We have been recently musing on the concept of “place” (including, “How Location Could Change The Future of Pages” last March) insofar as the web toys with tying itself to real-world geographies and the inherent opportunity and fear laden in those watching this wrestling match happen. But one thing we’ve always said about Facebook — their nearest, truest competitor in a spiritual sense was never MySpace, but Windows. They want to be the start, constant and end of the web for many people — the entry point in. And for many, they are. So now marry location ontop of that and you can begin to see how powerful they could become for the general public. For and to the general public, I should say. Being in Facebook, as a valid location that people actually visit in real life as well as “Like” could become the equivalent of having your name and address in the phone book in the 80′s and being a store that’s in the Mall. You want to be “seen” there- and now you can, by friends who aren’t even nearby to see you.

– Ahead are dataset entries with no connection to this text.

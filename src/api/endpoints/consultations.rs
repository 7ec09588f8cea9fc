//! Consultation endpoints.
//!
//! - `GET|POST /api/consultations`
//! - `GET|PUT|DELETE /api/consultations/:id`

use axum::extract::{Path, State};
use axum::http::StatusCode;
use axum::Json;
use serde::{Deserialize, Serialize};

use crate::api::endpoints::assign_id;
use crate::api::error::ApiError;
use crate::api::types::ApiContext;
use crate::db;
use crate::models::{dates, Consultation};

#[derive(Serialize, Deserialize)]
pub struct ConsultationsResponse {
    pub consultations: Vec<Consultation>,
}

/// `GET /api/consultations`
pub async fn list(
    State(ctx): State<ApiContext>,
) -> Result<Json<ConsultationsResponse>, ApiError> {
    let conn = ctx.open_db()?;
    let consultations = db::list_consultations(&conn)?;
    Ok(Json(ConsultationsResponse { consultations }))
}

/// `GET /api/consultations/:id`
pub async fn detail(
    State(ctx): State<ApiContext>,
    Path(id): Path<String>,
) -> Result<Json<Consultation>, ApiError> {
    let conn = ctx.open_db()?;
    fetch(&conn, &id).map(Json)
}

/// `POST /api/consultations`
pub async fn create(
    State(ctx): State<ApiContext>,
    Json(mut consultation): Json<Consultation>,
) -> Result<(StatusCode, Json<Consultation>), ApiError> {
    validate(&consultation)?;
    consultation.id = assign_id(&consultation.id);

    let conn = ctx.open_db()?;
    db::insert_consultation(&conn, &consultation)?;
    Ok((StatusCode::CREATED, Json(fetch(&conn, &consultation.id)?)))
}

/// `PUT /api/consultations/:id`
pub async fn update(
    State(ctx): State<ApiContext>,
    Path(id): Path<String>,
    Json(mut consultation): Json<Consultation>,
) -> Result<Json<Consultation>, ApiError> {
    validate(&consultation)?;
    consultation.id = id;

    let conn = ctx.open_db()?;
    db::update_consultation(&conn, &consultation)?;
    Ok(Json(fetch(&conn, &consultation.id)?))
}

/// `DELETE /api/consultations/:id`
pub async fn remove(
    State(ctx): State<ApiContext>,
    Path(id): Path<String>,
) -> Result<StatusCode, ApiError> {
    let conn = ctx.open_db()?;
    db::delete_consultation(&conn, &id)?;
    Ok(StatusCode::NO_CONTENT)
}

fn validate(consultation: &Consultation) -> Result<(), ApiError> {
    if dates::parse_instant(&consultation.date).is_none() {
        return Err(ApiError::BadRequest(format!(
            "Invalid consultation date: {}",
            consultation.date
        )));
    }
    Ok(())
}

fn fetch(conn: &rusqlite::Connection, id: &str) -> Result<Consultation, ApiError> {
    db::get_consultation(conn, id)?
        .ok_or_else(|| ApiError::NotFound(format!("consultation {id} not found")))
}
//! Client-side application state.
//!
//! `AppState` holds the last fetched collections plus loading and error
//! flags. Completions are applied through [`AppState::apply`], which
//! discards any completion older than the latest one already applied.

use std::fmt::Display;

use crate::dashboard::DashboardStats;
use crate::models::{ClinicSnapshot, Consultation, Medecin, Patient, RendezVous};

/// The one message shown to the user when a fetch fails.
pub const LOAD_ERROR_MESSAGE: &str = "Erreur lors du chargement des données";

/// Records addressable by id, for optimistic local updates.
pub trait Keyed {
    fn key(&self) -> &str;
}

impl Keyed for Patient {
    fn key(&self) -> &str {
        &self.id
    }
}

impl Keyed for Medecin {
    fn key(&self) -> &str {
        &self.id
    }
}

impl Keyed for RendezVous {
    fn key(&self) -> &str {
        &self.id
    }
}

impl Keyed for Consultation {
    fn key(&self) -> &str {
        &self.id
    }
}

/// Replace the record with the same id, or append.
pub fn upsert<T: Keyed>(list: &mut Vec<T>, item: T) {
    match list.iter_mut().find(|existing| existing.key() == item.key()) {
        Some(slot) => *slot = item,
        None => list.push(item),
    }
}

/// Drop the record with `id`. Returns whether one was removed.
pub fn remove<T: Keyed>(list: &mut Vec<T>, id: &str) -> bool {
    let before = list.len();
    list.retain(|item| item.key() != id);
    list.len() != before
}

/// Result of one full fetch: the four collections and the dashboard stats.
#[derive(Debug, Clone, Default)]
pub struct FetchedData {
    pub patients: Vec<Patient>,
    pub medecins: Vec<Medecin>,
    pub rendez_vous: Vec<RendezVous>,
    pub consultations: Vec<Consultation>,
    pub dashboard_stats: Option<DashboardStats>,
}

/// Sequence number handed out when a fetch starts.
#[derive(Debug, Clone, Copy, PartialEq, Eq, PartialOrd, Ord)]
pub struct FetchTicket(u64);

impl FetchTicket {
    pub fn seq(&self) -> u64 {
        self.0
    }
}

#[derive(Debug, Clone, Default)]
pub struct AppState {
    pub patients: Vec<Patient>,
    pub medecins: Vec<Medecin>,
    pub rendez_vous: Vec<RendezVous>,
    pub consultations: Vec<Consultation>,
    pub dashboard_stats: Option<DashboardStats>,
    pub loading: bool,
    pub error: Option<String>,
    issued: u64,
    applied: u64,
}

impl AppState {
    pub fn new() -> Self {
        Self::default()
    }

    /// Start a fetch: sets `loading` and returns the ticket its completion
    /// must present.
    pub fn begin_fetch(&mut self) -> FetchTicket {
        self.issued += 1;
        self.loading = true;
        FetchTicket(self.issued)
    }

    /// Apply a fetch completion. Returns `false` when the completion is
    /// stale and was discarded.
    ///
    /// Success replaces every collection and clears the error. Failure
    /// keeps the previous data and records [`LOAD_ERROR_MESSAGE`].
    pub fn apply<E: Display>(&mut self, ticket: FetchTicket, result: Result<FetchedData, E>) -> bool {
        if ticket.0 <= self.applied {
            tracing::warn!(
                seq = ticket.0,
                applied = self.applied,
                "Discarding stale fetch completion"
            );
            return false;
        }
        self.applied = ticket.0;
        if self.applied >= self.issued {
            self.loading = false;
        }

        match result {
            Ok(data) => {
                self.patients = data.patients;
                self.medecins = data.medecins;
                self.rendez_vous = data.rendez_vous;
                self.consultations = data.consultations;
                self.dashboard_stats = data.dashboard_stats;
                self.error = None;
            }
            Err(e) => {
                tracing::warn!(seq = ticket.0, error = %e, "Fetch failed");
                self.error = Some(LOAD_ERROR_MESSAGE.to_string());
            }
        }
        true
    }

    pub fn snapshot(&self) -> ClinicSnapshot<'_> {
        ClinicSnapshot {
            patients: &self.patients,
            medecins: &self.medecins,
            rendez_vous: &self.rendez_vous,
            consultations: &self.consultations,
        }
    }
}

#[cfg(test)]
mod tests {
    use super::*;

    fn data_with_patients(names: &[&str]) -> FetchedData {
        FetchedData {
            patients: names
                .iter()
                .enumerate()
                .map(|(i, nom)| Patient {
                    id: format!("p{i}"),
                    nom: nom.to_string(),
                    ..Default::default()
                })
                .collect(),
            ..Default::default()
        }
    }

    #[test]
    fn begin_fetch_sets_loading() {
        let mut state = AppState::new();
        assert!(!state.loading);
        let ticket = state.begin_fetch();
        assert!(state.loading);
        assert_eq!(ticket.seq(), 1);
    }

    #[test]
    fn successful_fetch_populates_state() {
        let mut state = AppState::new();
        let ticket = state.begin_fetch();
        assert!(state.apply::<String>(ticket, Ok(data_with_patients(&["Benali"]))));
        assert!(!state.loading);
        assert_eq!(state.patients.len(), 1);
        assert!(state.error.is_none());
    }

    #[test]
    fn failure_keeps_previous_data() {
        let mut state = AppState::new();
        let first = state.begin_fetch();
        state.apply::<String>(first, Ok(data_with_patients(&["Benali"])));

        let second = state.begin_fetch();
        assert!(state.apply(second, Err("connection refused")));
        assert_eq!(state.error.as_deref(), Some(LOAD_ERROR_MESSAGE));
        assert_eq!(state.patients.len(), 1);
        assert!(!state.loading);
    }

    #[test]
    fn stale_completion_is_discarded() {
        let mut state = AppState::new();
        let older = state.begin_fetch();
        let newer = state.begin_fetch();

        assert!(state.apply::<String>(newer, Ok(data_with_patients(&["Benali", "Saidi"]))));
        assert!(!state.loading);

        // The older request resolves last and must not overwrite
        assert!(!state.apply::<String>(older, Ok(data_with_patients(&["Old"]))));
        assert_eq!(state.patients.len(), 2);
        assert_eq!(state.patients[0].nom, "Benali");
    }

    #[test]
    fn older_completion_first_keeps_loading() {
        let mut state = AppState::new();
        let older = state.begin_fetch();
        let newer = state.begin_fetch();

        assert!(state.apply::<String>(older, Ok(data_with_patients(&["Old"]))));
        assert!(state.loading, "newer fetch still in flight");

        assert!(state.apply::<String>(newer, Ok(data_with_patients(&["New"]))));
        assert!(!state.loading);
        assert_eq!(state.patients[0].nom, "New");
    }

    #[test]
    fn stale_error_does_not_clobber_fresh_data() {
        let mut state = AppState::new();
        let older = state.begin_fetch();
        let newer = state.begin_fetch();
        state.apply::<String>(newer, Ok(data_with_patients(&["Benali"])));
        assert!(!state.apply(older, Err("timeout")));
        assert!(state.error.is_none());
    }

    #[test]
    fn upsert_replaces_or_appends() {
        let mut list = vec![Medecin {
            id: "m1".into(),
            nom: "Haddad".into(),
            ..Default::default()
        }];
        upsert(
            &mut list,
            Medecin {
                id: "m1".into(),
                nom: "Haddad-Benali".into(),
                ..Default::default()
            },
        );
        assert_eq!(list.len(), 1);
        assert_eq!(list[0].nom, "Haddad-Benali");

        upsert(
            &mut list,
            Medecin {
                id: "m2".into(),
                ..Default::default()
            },
        );
        assert_eq!(list.len(), 2);

        assert!(remove(&mut list, "m1"));
        assert!(!remove(&mut list, "m1"));
        assert_eq!(list[0].id, "m2");
    }
}
//! Health check endpoint.

use axum::Json;
use serde::Serialize;

#[derive(Serialize)]
pub struct HealthResponse {
    pub status: &'static str,
    pub app: &'static str,
    pub version: &'static str,
}

/// `GET /api/health`: liveness check.
pub async fn check() -> Json<HealthResponse> {
    Json(HealthResponse {
        status: "ok",
        app: crate::config::APP_NAME,
        version: crate::config::APP_VERSION,
    })
}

This, of course, begs the privacy question. But if we rest for a moment and assume that this is about who you allow to see your location, we can hopefully still talk about “place” and Facebook’s role in it in a rational fashion. I could choose to not tell a single friend where I was on Facebook and still find it incredibly valuable to know that a restaurant I hear about in Richmond, VA called “Strange Matter” has been visited by several of my friends, I could reference it in a Status Update and get real recommendations of what to eat there and tips such as bringing your own quarters for the vintage arcade games. 3/4 of that scenario already happened pre-Places, but now I could potentially verify that it’s a cool place that several of my less chatty friends have also patronized recently. It becomes an early indicator for me in a single search, allowing me then to pursue more info through other means (Yelp reviews, call-outs for other recommendations on Twitter, etc.).

Facebook Places doesn’t change the game as much as it does solidify it, make it whole and, likely, make it ubiquitous. What it does more than really innovate is fire a cannon in a battle previously fought by slingshots as it brings its half-a-billion active audience into the check-in game. But don’t be distracted by the battle to see whose or what type of check-in system wins. Instead, start to look ahead, with us, at what this will mean for the intersection of real and web location in the years ahead.

-Dean (@dbrowell)

UPDATED August 19, 2010: Not that Facebook Places is available in #RVA just yet. #Fail #FacebookPlaces, #Fail.

One last note: Notice that Places logo? As TechCrunch points out: “It’s a 4. In a Square. Yeah.